Table 0.1: Military alliances that are active as of 2021
Involving the United States | |
Australia, New Zealand, United States Security (ANZUS) Treaty | NATO (29 other countries) |
Inter-American Treaty of Reciprocal Assistance (16 other countries) | Treaty of Mutual Cooperation and Security Between the United States and Japan |
Mutual Defense Treaty Between the United States of America and the Republic of Korea | Thai–US Defense Alliance |
Mutual Defense Treaty Between the Republic of Philippines and the United States of America | |
Involving China | Involving Russia |
Sino-North Korean Mutual Aid and Cooperation Friendship Treaty | Collective Security Treaty Organization (5 other countries) |
1 Formation
Why do states establish military alliances? For a time, this question no longer appeared to have policy relevance and thus could only have inspired historical interest. The Bush administration may have overseen the incorporation of seven European countries into NATO, but it failed in its bid to put Georgia and Ukraine on a clear path toward eventual membership. Most importantly, under Bush’s leadership the United States opted to build a “coalition of the willing” to wage a military campaign against Iraq. Even the NATO mission in Afghanistan saw some countries place caveats over the use of their military forces there, much to the dismay and resentment of some of their partners. With Obama taking over the White House amid profound global economic crisis in 2009, military alliances seemed to have become too rigid and impractical as a tool.

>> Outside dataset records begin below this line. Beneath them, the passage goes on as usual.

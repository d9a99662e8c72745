//! Fixed-capacity object pool
//!
//! Slots are allocated once at construction and reused in place. Allocation
//! is a linear scan for the first slot that does not exist; the caller then
//! reinitializes it with the slot's own `create_self`. Retiring is just
//! clearing the slot's exist flag.

use serde::{Deserialize, Serialize};

/// A pooled object that knows whether it is in use
pub trait Poolable {
    fn exists(&self) -> bool;
}

/// What `claim` does when every slot is in use
#[derive(Debug, Clone, Copy, PartialEq, Eq, Default, Serialize, Deserialize)]
pub enum Exhausted {
    /// Hand out slot 0 anyway, clobbering whatever lives there
    #[default]
    ReuseFirst,
    /// Refuse the allocation; the spawn is skipped
    Drop,
}

#[derive(Debug, Clone, Serialize, Deserialize)]
pub struct Pool<T> {
    slots: Vec<T>,
    #[serde(default)]
    policy: Exhausted,
}

impl<T: Poolable> Pool<T> {
    /// Create a pool of `capacity` slots, each built by `make(index)`
    pub fn new(capacity: usize, make: impl FnMut(usize) -> T) -> Self {
        Self {
            slots: (0..capacity).map(make).collect(),
            policy: Exhausted::default(),
        }
    }

    pub fn with_policy(mut self, policy: Exhausted) -> Self {
        self.policy = policy;
        self
    }

    pub fn policy(&self) -> Exhausted {
        self.policy
    }

    pub fn set_policy(&mut self, policy: Exhausted) {
        self.policy = policy;
    }

    pub fn capacity(&self) -> usize {
        self.slots.len()
    }

    /// Index of the first free slot, if any
    pub fn first_free(&self) -> Option<usize> {
        self.slots.iter().position(|s| !s.exists())
    }

    /// Claim a slot index for a new object, applying the exhaustion policy
    pub fn claim(&mut self) -> Option<usize> {
        if let Some(i) = self.first_free() {
            return Some(i);
        }
        match self.policy {
            Exhausted::ReuseFirst => {
                log::warn!("Pool of {} exhausted, reusing slot 0", self.slots.len());
                if self.slots.is_empty() { None } else { Some(0) }
            }
            Exhausted::Drop => {
                log::warn!("Pool of {} exhausted, dropping spawn", self.slots.len());
                None
            }
        }
    }

    /// Number of slots currently in use
    pub fn active_count(&self) -> usize {
        self.slots.iter().filter(|s| s.exists()).count()
    }

    pub fn get(&self, index: usize) -> Option<&T> {
        self.slots.get(index)
    }

    pub fn get_mut(&mut self, index: usize) -> Option<&mut T> {
        self.slots.get_mut(index)
    }

    /// All slots, in use or not, in index order
    pub fn iter(&self) -> std::slice::Iter<'_, T> {
        self.slots.iter()
    }

    pub fn iter_mut(&mut self) -> std::slice::IterMut<'_, T> {
        self.slots.iter_mut()
    }

    /// Slots currently in use
    pub fn active(&self) -> impl Iterator<Item = &T> {
        self.slots.iter().filter(|s| s.exists())
    }
}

Looser security arrangements were destined to be commonplace. Thomas Wilkins (2012: 54) averred that “formal military alliances [based] on the pre-WWI/Cold War paradigm have now ceased to represent the standard for allied security cooperation.” Bruno Tertrais (2004: 139) noted unequivocally that “permanent multinational alliances appear increasingly to belong to the past.” As he saw it, many US allies had grown wary of US leadership, while the United States itself came to view alliances as much more burdensome than before. Rajan Menon (2003: 16) went further and declared “the end of alliances,” be they bilateral or multilateral. He argued: “America will revert to a pattern it has followed for most of its history, operating in the world without fixed, long-term alliances and pursuing its cooperation with a range of partners.” Echoing this sentiment, Stephen Walt (2009: 137–8) wrote that, because of its global dominance, Washington “is likely to rely more heavily on ad hoc coalitions, flexible deployments, and bilateral arrangements that maximize its own leverage and freedom of action.” Similarly, Parag Khanna (2008: 324) observed that states now operate “in a world of alignments, not alliances.”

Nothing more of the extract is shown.